use bytes::Bytes;
use tracing::{info, warn};
use uuid::Uuid;

use super::repo_types::{Material, MaterialFile, NewMaterial};
use crate::audit::{AuditAction, AuditEntity};
use crate::auth::identity::Identity;
use crate::courses::dto::trimmed;
use crate::enrollments::repo_types::EnrollmentStatus;
use crate::error::{PortalError, PortalResult};
use crate::state::AppState;

pub const MAX_MATERIAL_BYTES: usize = 2 * 1024 * 1024;

pub struct UploadItem {
    pub file_name: String,
    pub content_type: String,
    pub body: Bytes,
}

pub struct MaterialUpload {
    pub title: Option<String>,
    pub description: Option<String>,
    pub week: Option<i32>,
    pub module: Option<String>,
    pub file: Option<UploadItem>,
}

async fn require_active_enrollment(st: &AppState, who: &Identity, course_id: Uuid) -> PortalResult<()> {
    match st.store.find_enrollment_for(who.user_id, course_id).await? {
        Some(e) if e.status == EnrollmentStatus::Active => Ok(()),
        _ => Err(PortalError::forbidden("You are not enrolled in this course")),
    }
}

pub async fn upload_material(
    st: &AppState,
    who: &Identity,
    course_id: Uuid,
    upload: MaterialUpload,
) -> PortalResult<Material> {
    who.require_admin()?;
    st.store
        .find_course(course_id)
        .await?
        .ok_or_else(|| PortalError::not_found("Course not found"))?;

    let title = trimmed(upload.title).ok_or_else(|| PortalError::invalid("Title is required"))?;
    let file = upload
        .file
        .filter(|f| !f.body.is_empty())
        .ok_or_else(|| PortalError::invalid("File is required"))?;
    if file.body.len() > MAX_MATERIAL_BYTES {
        warn!(course_id = %course_id, size = file.body.len(), "material too large");
        return Err(PortalError::invalid("File size must be less than 2MB"));
    }

    let new = NewMaterial {
        course_id,
        title,
        description: trimmed(upload.description),
        file_name: file.file_name,
        file_type: file.content_type,
        file_data: file.body.to_vec(),
        week: upload.week,
        module: trimmed(upload.module),
        uploaded_by: who.user_id,
    };
    let material = st.store.insert_material(&new).await?;

    st.audit.record(
        who.user_id,
        AuditAction::Upload,
        AuditEntity::CourseMaterial,
        material.id,
        format!("Uploaded material: {}", material.title),
    );
    info!(material_id = %material.id, course_id = %course_id, size = material.file_size, "material uploaded");
    Ok(material)
}

pub async fn list_materials(
    st: &AppState,
    who: &Identity,
    course_id: Uuid,
) -> PortalResult<Vec<Material>> {
    who.require_admin()?;
    Ok(st.store.list_materials(course_id).await?)
}

pub async fn list_my_materials(
    st: &AppState,
    who: &Identity,
    course_id: Uuid,
) -> PortalResult<Vec<Material>> {
    who.require_student()?;
    require_active_enrollment(st, who, course_id).await?;
    Ok(st.store.list_materials(course_id).await?)
}

pub async fn download_material(
    st: &AppState,
    who: &Identity,
    course_id: Uuid,
    id: Uuid,
) -> PortalResult<MaterialFile> {
    who.require_admin()?;
    st.store
        .find_material_file(id)
        .await?
        .filter(|f| f.course_id == course_id)
        .ok_or_else(|| PortalError::not_found("Material not found"))
}

/// Students only see active materials of courses they are actively enrolled in.
pub async fn download_my_material(
    st: &AppState,
    who: &Identity,
    id: Uuid,
) -> PortalResult<MaterialFile> {
    who.require_student()?;
    let file = st
        .store
        .find_material_file(id)
        .await?
        .filter(|f| f.is_active)
        .ok_or_else(|| PortalError::not_found("Material not found"))?;
    require_active_enrollment(st, who, file.course_id).await?;
    Ok(file)
}

pub async fn delete_material(
    st: &AppState,
    who: &Identity,
    course_id: Uuid,
    id: Uuid,
) -> PortalResult<()> {
    who.require_admin()?;
    let material = st
        .store
        .find_material(id)
        .await?
        .filter(|m| m.course_id == course_id)
        .ok_or_else(|| PortalError::not_found("Material not found"))?;

    if !st.store.delete_material(id).await? {
        return Err(PortalError::not_found("Material not found"));
    }

    st.audit.record(
        who.user_id,
        AuditAction::Delete,
        AuditEntity::CourseMaterial,
        id,
        format!("Deleted material: {}", material.title),
    );
    info!(material_id = %id, "material deleted");
    Ok(())
}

### Goal of the exercise
Reproduce the material above, every line of it, exactly.

### Answer to this exercise
use bytes::Bytes;
use tracing::{info, warn};
use uuid::Uuid;

use super::repo_types::{Material, MaterialFile, NewMaterial};
use crate::audit::{AuditAction, AuditEntity};
use crate::auth::identity::Identity;
use crate::courses::dto::trimmed;
use crate::enrollments::repo_types::EnrollmentStatus;
use crate::error::{PortalError, PortalResult};
use crate::state::AppState;

pub const MAX_MATERIAL_BYTES: usize = 2 * 1024 * 1024;

pub struct UploadItem {
    pub file_name: String,
    pub content_type: String,
    pub body: Bytes,
}

pub struct MaterialUpload {
    pub title: Option<String>,
    pub description: Option<String>,
    pub week: Option<i32>,
    pub module: Option<String>,
    pub file: Option<UploadItem>,
}

async fn require_active_enrollment(st: &AppState, who: &Identity, course_id: Uuid) -> PortalResult<()> {
    match st.store.find_enrollment_for(who.user_id, course_id).await? {
        Some(e) if e.status == EnrollmentStatus::Active => Ok(()),
        _ => Err(PortalError::forbidden("You are not enrolled in this course")),
    }
}

pub async fn upload_material(
    st: &AppState,
    who: &Identity,
    course_id: Uuid,
    upload: MaterialUpload,
) -> PortalResult<Material> {
    who.require_admin()?;
    st.store
        .find_course(course_id)
        .await?
        .ok_or_else(|| PortalError::not_found("Course not found"))?;

    let title = trimmed(upload.title).ok_or_else(|| PortalError::invalid("Title is required"))?;
    let file = upload
        .file
        .filter(|f| !f.body.is_empty())
        .ok_or_else(|| PortalError::invalid("File is required"))?;
    if file.body.len() > MAX_MATERIAL_BYTES {
        warn!(course_id = %course_id, size = file.body.len(), "material too large");
        return Err(PortalError::invalid("File size must be less than 2MB"));
    }

    let new = NewMaterial {
        course_id,
        title,
        description: trimmed(upload.description),
        file_name: file.file_name,
        file_type: file.content_type,
        file_data: file.body.to_vec(),
        week: upload.week,
        module: trimmed(upload.module),
        uploaded_by: who.user_id,
    };
    let material = st.store.insert_material(&new).await?;

    st.audit.record(
        who.user_id,
        AuditAction::Upload,
        AuditEntity::CourseMaterial,
        material.id,
        format!("Uploaded material: {}", material.title),
    );
    info!(material_id = %material.id, course_id = %course_id, size = material.file_size, "material uploaded");
    Ok(material)
}

pub async fn list_materials(
    st: &AppState,
    who: &Identity,
    course_id: Uuid,
) -> PortalResult<Vec<Material>> {
    who.require_admin()?;
    Ok(st.store.list_materials(course_id).await?)
}

pub async fn list_my_materials(
    st: &AppState,
    who: &Identity,
    course_id: Uuid,
) -> PortalResult<Vec<Material>> {
    who.require_student()?;
    require_active_enrollment(st, who, course_id).await?;
    Ok(st.store.list_materials(course_id).await?)
}

pub async fn download_material(
    st: &AppState,
    who: &Identity,
    course_id: Uuid,
    id: Uuid,
) -> PortalResult<MaterialFile> {
    who.require_admin()?;
    st.store
        .find_material_file(id)
        .await?
        .filter(|f| f.course_id == course_id)
        .ok_or_else(|| PortalError::not_found("Material not found"))
}

/// Students only see active materials of courses they are actively enrolled in.
pub async fn download_my_material(
    st: &AppState,
    who: &Identity,
    id: Uuid,
) -> PortalResult<MaterialFile> {
    who.require_student()?;
    let file = st
        .store
        .find_material_file(id)
        .await?
        .filter(|f| f.is_active)
        .ok_or_else(|| PortalError::not_found("Material not found"))?;
    require_active_enrollment(st, who, file.course_id).await?;
    Ok(file)
}

pub async fn delete_material(
    st: &AppState,
    who: &Identity,
    course_id: Uuid,
    id: Uuid,
) -> PortalResult<()> {
    who.require_admin()?;
    let material = st
        .store
        .find_material(id)
        .await?
        .filter(|m| m.course_id == course_id)
        .ok_or_else(|| PortalError::not_found("Material not found"))?;

    if !st.store.delete_material(id).await? {
        return Err(PortalError::not_found("Material not found"));
    }

    st.audit.record(
        who.user_id,
        AuditAction::Delete,
        AuditEntity::CourseMaterial,
        id,
        format!("Deleted material: {}", material.title),
    );
    info!(material_id = %id, "material deleted");
    Ok(())
}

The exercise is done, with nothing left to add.